The relationship between the EU and America has existed since the birth of the nation over two hundred and forty years ago. However, since his inauguration as the 45th President of the United States, Donald J. Trump has taken every measure possible in order to devalue and ultimately damage the lasting relationship. In his personal opinion, he has been quoted to see more of a foe than a friend in his European counterparts, focusing on a policy of isolationism and individualism in a feeble attempt to establish American superiority again, which has caused much more harm than good, especially in terms of the business agreements he has tarnished.
Despite this, now that he has all but been replaced by President-Elect Joe Biden, there is a need for him to re-stabilise the country and bring back prosperity. To do this, EU business is crucial to future prospects.
Especially when considering the current pandemic and its effects worldwide, America like all other nations is struggling to maintain the economic standards expected- a fact considered to be a result of the ignorance and failure of the outgoing president to react or protect it, despite it being his main focus and the issue with which he believed would secure him his re-election.
Such attitudes have overlooked one of the crucial ways in which the nation has still managed to survive, which is through Foreign Direct Investment, also known as FDI. This monetary contribution is the investment shared between countries and is key to the maintenance of current stability, as the US and EU are in fact each other’s primary destination for FDI with it making up 2.1% of American gross domestic product.
State based affiliates of companies from the 27 EU member states is responsible for hundreds of billions of the imported and exported goods produced, with this figure not including the further billions spend in research and development while overall employing over 3 million US national workers where the average wage is often higher than the American standard. The continuation of this influx and co-operation is of desperate need to keep the country afloat, with its corporations such as German auto giant BMW being a significant part of previous economic crisis with their $1bn investment in a new South Carolina based production plant at a time when compensation packages were necessary during President Obama’s administration to save the ailing Automotive industry.
The need for EU business is also very much from a political standpoint.
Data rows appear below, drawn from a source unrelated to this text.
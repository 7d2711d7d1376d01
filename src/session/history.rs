//! Finished matches and the statistics derived from them.

use chrono::{DateTime, Utc};
use rustc_hash::FxHashSet;
use serde::{Deserialize, Serialize};

use crate::core::{Side, SideMap};

use super::sport::Sport;

/// Records kept; older ones drop off.
pub const MAX_HISTORY: usize = 50;

/// Matches whose players count towards `HistoryStats::recent_players`.
pub const RECENT_MATCHES: usize = 10;

/// Immutable summary of a completed match.
#[derive(Clone, Debug, PartialEq, Eq, Serialize, Deserialize)]
pub struct MatchHistoryRecord {
    pub id: String,
    pub sport: Sport,
    /// When the match finished.
    pub date: DateTime<Utc>,
    pub duration_secs: u64,
    /// Scoreboard name of each side.
    pub names: SideMap<String>,
    /// e.g. `"6-4, 7-5"` or `"21-18, 19-21, 21-16"`.
    pub result: String,
    pub winner: Side,
    /// Rallies won by each side.
    #[serde(default)]
    pub total_points: Option<SideMap<u32>>,
}

impl MatchHistoryRecord {
    #[must_use]
    pub fn winner_name(&self) -> &str {
        &self.names[self.winner]
    }
}

/// Saved matches, newest first.
#[derive(Clone, Debug, Default, PartialEq, Eq, Serialize, Deserialize)]
pub struct MatchHistory {
    records: Vec<MatchHistoryRecord>,
}

impl MatchHistory {
    #[must_use]
    pub fn new() -> Self {
        Self::default()
    }

    /// Add a record at the front, dropping the oldest past `MAX_HISTORY`.
    pub fn add(&mut self, record: MatchHistoryRecord) {
        self.records.insert(0, record);
        self.records.truncate(MAX_HISTORY);
    }

    pub fn clear(&mut self) {
        self.records.clear();
    }

    #[must_use]
    pub fn len(&self) -> usize {
        self.records.len()
    }

    #[must_use]
    pub fn is_empty(&self) -> bool {
        self.records.is_empty()
    }

    #[must_use]
    pub fn latest(&self) -> Option<&MatchHistoryRecord> {
        self.records.first()
    }

    pub fn iter(&self) -> impl Iterator<Item = &MatchHistoryRecord> {
        self.records.iter()
    }

    #[must_use]
    pub fn find(&self, id: &str) -> Option<&MatchHistoryRecord> {
        self.records.iter().find(|record| record.id == id)
    }

    #[must_use]
    pub fn stats(&self) -> HistoryStats {
        HistoryStats::from_records(&self.records)
    }
}

/// Run of consecutive most-recent wins by one side.
#[derive(Clone, Copy, Debug, PartialEq, Eq, Serialize, Deserialize)]
pub struct Streak {
    pub side: Side,
    pub length: u32,
}

impl Streak {
    /// Current win streak for `side` (0 if the other side is on a run).
    #[must_use]
    pub fn wins(&self, side: Side) -> u32 {
        if self.side == side {
            self.length
        } else {
            0
        }
    }

    #[must_use]
    pub fn losses(&self, side: Side) -> u32 {
        self.wins(side.opponent())
    }
}

#[derive(Clone, Debug, Default, PartialEq, Eq, Serialize, Deserialize)]
pub struct HistoryStats {
    pub total_matches: usize,
    pub wins: SideMap<u32>,
    pub sports_played: usize,
    /// Whole minutes, rounded down.
    pub average_duration_mins: u64,
    pub streak: Option<Streak>,
    /// Distinct names from the most recent matches, newest first.
    pub recent_players: Vec<String>,
}

impl HistoryStats {
    #[must_use]
    pub fn from_records(records: &[MatchHistoryRecord]) -> Self {
        let total_matches = records.len();

        let mut wins = SideMap::with_value(0);
        for record in records {
            wins[record.winner] += 1;
        }

        let sports_played = records
            .iter()
            .map(|record| record.sport)
            .collect::<FxHashSet<_>>()
            .len();

        let total_secs: u64 = records.iter().map(|record| record.duration_secs).sum();
        let average_duration_mins = if total_matches == 0 {
            0
        } else {
            total_secs / total_matches as u64 / 60
        };

        let mut by_date: Vec<&MatchHistoryRecord> = records.iter().collect();
        by_date.sort_by(|a, b| b.date.cmp(&a.date));
        let streak = by_date.first().map(|newest| Streak {
            side: newest.winner,
            length: by_date
                .iter()
                .take_while(|record| record.winner == newest.winner)
                .count() as u32,
        });

        let mut seen = FxHashSet::default();
        let recent_players = records
            .iter()
            .take(RECENT_MATCHES)
            .flat_map(|record| Side::ALL.into_iter().map(move |side| record.names[side].clone()))
            .filter(|name| seen.insert(name.clone()))
            .collect();

        Self {
            total_matches,
            wins,
            sports_played,
            average_duration_mins,
            streak,
            recent_players,
        }
    }
}
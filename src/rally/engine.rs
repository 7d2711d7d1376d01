//! Win-by-two rally scoring.
//!
//! Every rally scores a point for whoever wins it, and the winner serves the
//! next rally. A game goes to the first side to reach the target with a lead
//! of two, unless a hard cap is configured and someone reaches it first.

use crate::core::Side;
use crate::rules::{PointFlags, ScoringEngine, Transition};

use super::state::RallyScoreState;

/// Rally scorer for a single game.
#[derive(Clone, Copy, Debug, PartialEq, Eq)]
pub struct RallyEngine {
    /// Points needed to win, subject to the two-point lead.
    pub target_score: u32,
    /// Hard cap: reaching it wins regardless of margin.
    pub max_score: Option<u32>,
    /// Rotate doubles servers on each point.
    pub doubles: bool,
}

impl RallyEngine {
    #[must_use]
    pub const fn new(target_score: u32) -> Self {
        Self {
            target_score,
            max_score: None,
            doubles: false,
        }
    }

    /// Badminton: 21 points, capped at 30.
    #[must_use]
    pub const fn badminton() -> Self {
        Self::new(21).with_max(30)
    }

    /// Table tennis: 11 points, no cap.
    #[must_use]
    pub const fn table_tennis() -> Self {
        Self::new(11)
    }

    /// Squash: 11 points, no cap.
    #[must_use]
    pub const fn squash() -> Self {
        Self::new(11)
    }

    #[must_use]
    pub const fn with_max(mut self, max_score: u32) -> Self {
        self.max_score = Some(max_score);
        self
    }

    #[must_use]
    pub const fn with_doubles(mut self, doubles: bool) -> Self {
        self.doubles = doubles;
        self
    }

    fn is_game_over(&self, state: &RallyScoreState) -> bool {
        let top = state.scores.max();
        if let Some(max) = self.max_score {
            if top >= max {
                return true;
            }
        }
        top >= self.target_score && state.scores.lead(Side::One).abs() >= 2
    }
}

impl ScoringEngine for RallyEngine {
    type State = RallyScoreState;

    fn apply_point(&self, state: &RallyScoreState, winner: Side) -> Transition<RallyScoreState> {
        if self.decided(state).is_some() {
            return Transition::quiet(*state);
        }

        let mut next = *state;
        next.scores[winner] += 1;
        next.serving = winner;

        if self.doubles {
            next.doubles = state.doubles.map(|serve| serve.advanced_to(winner));
        }

        if self.is_game_over(&next) {
            Transition::with_flags(next, PointFlags::game())
        } else {
            Transition::quiet(next)
        }
    }

    fn decided(&self, state: &RallyScoreState) -> Option<Side> {
        if self.is_game_over(state) {
            state.scores.leader()
        } else {
            None
        }
    }
}

#[cfg(test)]
mod tests {
    use super::*;
    use crate::serve::{DoublesServe, PlayerSlot, ServeRotation};

    #[test]
    fn test_point_increments_and_winner_serves() {
        let engine = RallyEngine::new(11);
        let state = RallyScoreState::new(Side::One);

        let next = engine.apply_point(&state, Side::Two);

        assert_eq!(next.state.scores.pair(), (0, 1));
        assert_eq!(next.state.serving, Side::Two);
        assert!(next.flags.is_quiet());
        assert_eq!(state.scores.pair(), (0, 0));
    }

    #[test]
    fn test_target_needs_two_point_lead() {
        let engine = RallyEngine::new(11);

        let at_ten_all = RallyScoreState::at(10, 10, Side::One);
        let next = engine.apply_point(&at_ten_all, Side::One);
        assert_eq!(next.state.scores.pair(), (11, 10));
        assert!(!next.flags.game_won);

        let next = engine.apply_point(&next.state, Side::One);
        assert!(next.flags.game_won);
        assert_eq!(engine.decided(&next.state), Some(Side::One));
    }

    #[test]
    fn test_straight_win_at_target() {
        let engine = RallyEngine::new(21);
        let state = RallyScoreState::at(20, 5, Side::One);

        let next = engine.apply_point(&state, Side::One);
        assert!(next.flags.game_won);
        assert_eq!(engine.decided(&next.state), Some(Side::One));
    }

    #[test]
    fn test_max_score_caps_game() {
        let engine = RallyEngine::badminton();
        let state = RallyScoreState::at(29, 28, Side::One);

        let next = engine.apply_point(&state, Side::Two);
        assert_eq!(next.state.scores.pair(), (29, 29));
        assert!(!next.flags.game_won);

        let next = engine.apply_point(&next.state, Side::Two);
        assert_eq!(next.state.scores.pair(), (29, 30));
        assert!(next.flags.game_won);
        assert_eq!(engine.decided(&next.state), Some(Side::Two));
    }

    #[test]
    fn test_decided_state_is_unchanged() {
        let engine = RallyEngine::new(11);
        let state = RallyScoreState::at(11, 3, Side::One);

        let next = engine.apply_point(&state, Side::Two);
        assert_eq!(next.state, state);
        assert!(next.flags.is_quiet());
    }

    #[test]
    fn test_doubles_custom_rotation_realigns_to_winner() {
        let engine = RallyEngine::new(21).with_doubles(true);
        let rotation = ServeRotation::custom(PlayerSlot::P1, PlayerSlot::P4).unwrap();
        let state = RallyScoreState::doubles(DoublesServe::new(rotation));

        // Receivers win: one step to player 4.
        let next = engine.apply_point(&state, Side::Two);
        assert_eq!(next.state.doubles.unwrap().current, PlayerSlot::P4);

        // Same side wins again: 4 -> 3 is the wrong side, step again to 2.
        let next = engine.apply_point(&next.state, Side::Two);
        assert_eq!(next.state.doubles.unwrap().current, PlayerSlot::P2);
        assert_eq!(next.state.serving, Side::Two);
    }

    #[test]
    fn test_doubles_standard_rotation() {
        let engine = RallyEngine::new(21).with_doubles(true);
        let state = RallyScoreState::doubles(DoublesServe::new(ServeRotation::Standard));

        let next = engine.apply_point(&state, Side::One);
        // 1 -> 2 is side two, step again to 3.
        assert_eq!(next.state.doubles.unwrap().current, PlayerSlot::P3);
    }

    #[test]
    fn test_singles_engine_ignores_doubles_fields() {
        let engine = RallyEngine::new(21);
        let state = RallyScoreState::doubles(DoublesServe::new(ServeRotation::Standard));

        let next = engine.apply_point(&state, Side::Two);
        assert_eq!(next.state.doubles.unwrap().current, PlayerSlot::P1);
    }
}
Donald Trump’s policies meant that under his direction the United States ended its involvement in major worldwide co-operation projects such as the World Health Organisation and the Paris climate agreement, which are vital to ensure the country has the ability to influence the direction of world health and climate change. America has such an important role in major developments that countries have complained, and the staff list is largely made up of American born citizens such as the world’s leading coronavirus expert, who would be forced to resign due to the only way to have employment is for your own country to be part of the agreement.
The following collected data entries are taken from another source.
//! Tennis match score state: completed sets, the set in progress, serve.
//!
//! A set is always playing exactly one of a regular game or a tiebreak;
//! `SetPlay` makes "both at once" unrepresentable.

use im::Vector;
use serde::{Deserialize, Serialize};

use crate::core::{Side, SideMap};
use crate::serve::{DoublesServe, PlayerSlot};

use super::game::TennisGameState;

/// A completed set.
#[derive(Clone, Copy, Debug, PartialEq, Eq, Hash, Serialize, Deserialize)]
pub struct SetScore {
    /// Games won, including the tiebreak game (a tiebreak set reads 7-6).
    pub games: SideMap<u32>,
    /// Tiebreak points, when the set was decided by one.
    pub tiebreak: Option<SideMap<u32>>,
}

impl SetScore {
    /// Winner of the set, by games and then by tiebreak points.
    #[must_use]
    pub fn winner(&self) -> Option<Side> {
        self.games
            .leader()
            .or_else(|| self.tiebreak.and_then(|points| points.leader()))
    }
}

impl std::fmt::Display for SetScore {
    fn fmt(&self, f: &mut std::fmt::Formatter<'_>) -> std::fmt::Result {
        let (one, two) = self.games.pair();
        write!(f, "{one}-{two}")?;
        if let Some(points) = self.tiebreak {
            let (a, b) = points.pair();
            write!(f, " ({a}-{b})")?;
        }
        Ok(())
    }
}

/// Tiebreak in progress at 6-6.
#[derive(Clone, Copy, Debug, PartialEq, Eq, Hash, Serialize, Deserialize)]
pub struct Tiebreak {
    pub points: SideMap<u32>,
    /// Side serving the next tiebreak point.
    pub serving: Side,
    /// Side that served the first tiebreak point.
    pub opener: Side,
    /// Doubles player who served the first tiebreak point.
    pub opener_slot: Option<PlayerSlot>,
}

impl Tiebreak {
    #[must_use]
    pub fn new(opener: Side, opener_slot: Option<PlayerSlot>) -> Self {
        Self {
            points: SideMap::with_value(0),
            serving: opener,
            opener,
            opener_slot,
        }
    }

    /// Points played so far.
    #[must_use]
    pub fn points_played(&self) -> u32 {
        self.points.total()
    }

    /// A side has 7 or more points and leads by 2.
    #[must_use]
    pub fn is_decided(&self) -> bool {
        self.points.max() >= 7 && self.points.lead(Side::One).abs() >= 2
    }
}

/// What the set in progress is currently playing.
#[derive(Clone, Copy, Debug, PartialEq, Eq, Hash, Serialize, Deserialize)]
pub enum SetPlay {
    Game(TennisGameState),
    Tiebreak(Tiebreak),
}

#[derive(Clone, Copy, Debug, PartialEq, Eq, Hash, Serialize, Deserialize)]
pub struct SetInProgress {
    pub games: SideMap<u32>,
    pub play: SetPlay,
}

impl SetInProgress {
    /// A 0-0 set with `serving` serving the first game.
    #[must_use]
    pub fn new(serving: Side) -> Self {
        Self {
            games: SideMap::with_value(0),
            play: SetPlay::Game(TennisGameState::new(serving)),
        }
    }

    /// The regular game in progress, if not in a tiebreak.
    #[must_use]
    pub fn current_game(&self) -> Option<&TennisGameState> {
        match &self.play {
            SetPlay::Game(game) => Some(game),
            SetPlay::Tiebreak(_) => None,
        }
    }

    #[must_use]
    pub fn tiebreak(&self) -> Option<&Tiebreak> {
        match &self.play {
            SetPlay::Tiebreak(tiebreak) => Some(tiebreak),
            SetPlay::Game(_) => None,
        }
    }
}

/// Full tennis or padel match score.
#[derive(Clone, Debug, PartialEq, Eq, Serialize, Deserialize)]
pub struct TennisScoreState {
    /// Completed sets, oldest first.
    pub sets: Vector<SetScore>,
    pub current_set: SetInProgress,
    /// Side serving the next point.
    pub serving: Side,
    /// Present in doubles; `current` is the player serving the next point.
    pub doubles: Option<DoublesServe>,
    pub winner: Option<Side>,
}

impl TennisScoreState {
    /// A new singles match.
    #[must_use]
    pub fn new(serving: Side) -> Self {
        Self {
            sets: Vector::new(),
            current_set: SetInProgress::new(serving),
            serving,
            doubles: None,
            winner: None,
        }
    }

    /// A new doubles match; the first server's side serves first.
    #[must_use]
    pub fn doubles(serve: DoublesServe) -> Self {
        Self {
            doubles: Some(serve),
            ..Self::new(serve.serving_side())
        }
    }

    /// Sets won by each side.
    #[must_use]
    pub fn sets_won(&self) -> SideMap<u32> {
        let mut won = SideMap::with_value(0);
        for winner in self.sets.iter().filter_map(SetScore::winner) {
            won[winner] += 1;
        }
        won
    }

    #[must_use]
    pub fn in_tiebreak(&self) -> bool {
        self.current_set.tiebreak().is_some()
    }

    /// Completed sets, e.g. `"6-4, 7-6 (7-5)"`.
    #[must_use]
    pub fn result_string(&self) -> String {
        self.sets
            .iter()
            .map(ToString::to_string)
            .collect::<Vec<_>>()
            .join(", ")
    }

    /// Games won across completed sets and the set in progress.
    #[must_use]
    pub fn total_games(&self) -> SideMap<u32> {
        let mut totals = if self.winner.is_none() {
            self.current_set.games
        } else {
            SideMap::with_value(0)
        };
        for set in &self.sets {
            for side in Side::ALL {
                totals[side] += set.games[side];
            }
        }
        totals
    }
}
In such moves to be more autonomous and create an almost dictatorial role for himself, Trump has taken the country away from the European continent to align himself more with the enemy states such as Russia, China and North Korea who also avoid co-operation. Biden
now needs the EU interests to encourage or even force support so that he can consolidate both the country’s and his own positions to ensure there is the ability to re-join or prevent the exit from the agreements so that he can keep them as a world power. This is more important still when considering that without access to the top Coronavirus knowledge, there is an increased threat to American health which also impacts the operations of the organisations and their employees within the country who will be less inclined to continue existing deals, especially if there was no joint international alliance to help end the pandemic.
These companies are also why such countries as France, who no longer see the US as a viable partner anymore due to the previous administration’s tactics, continue to engage and therefore contribute to the national economy.
A vital part of the need also comes down to protection and security, as the trade deals function to provide supply and demand for weapons, people and even nuclear deterrents as strategic base placement from the US on European soil is down to the economic and financial ties that allow America to have such an expansive presence throughout the world stage. This alongside the long-standing shared ideology and interests shows a clear need for a united front, more vital in the coming months as with the country weakened and Joe Biden moving away from the more volatile nations, there is a much bigger threat of a potential show of strength in defiance of the new regime change and what will surely cause economic and control losses with the exit of Trump.
America now exists in a state of need- weakened by poor leadership and by the pandemic, it needs to put the past behind and move to prosper again from its supply chains. The economy could not survive without the continued and developing existence of its automotive, manufacturing and oil industries, all of which are propped up by the business relationship from the EU and the investment they provide into the nation.
Biden is in a position where he needs to legitimise America again to its friends and neighbours, where it condemns rather than supports the world’s most dangerous regimes which threaten its allies and can ensure the support to remain in its position as the ‘leader of the free world’. European trade and investment has been the backbone of business and politics across the lifespan of the nation, and at a time when the next four years could be the most crucial in its existence, America needs to restore this as a key part of it ongoing international and domestic policy.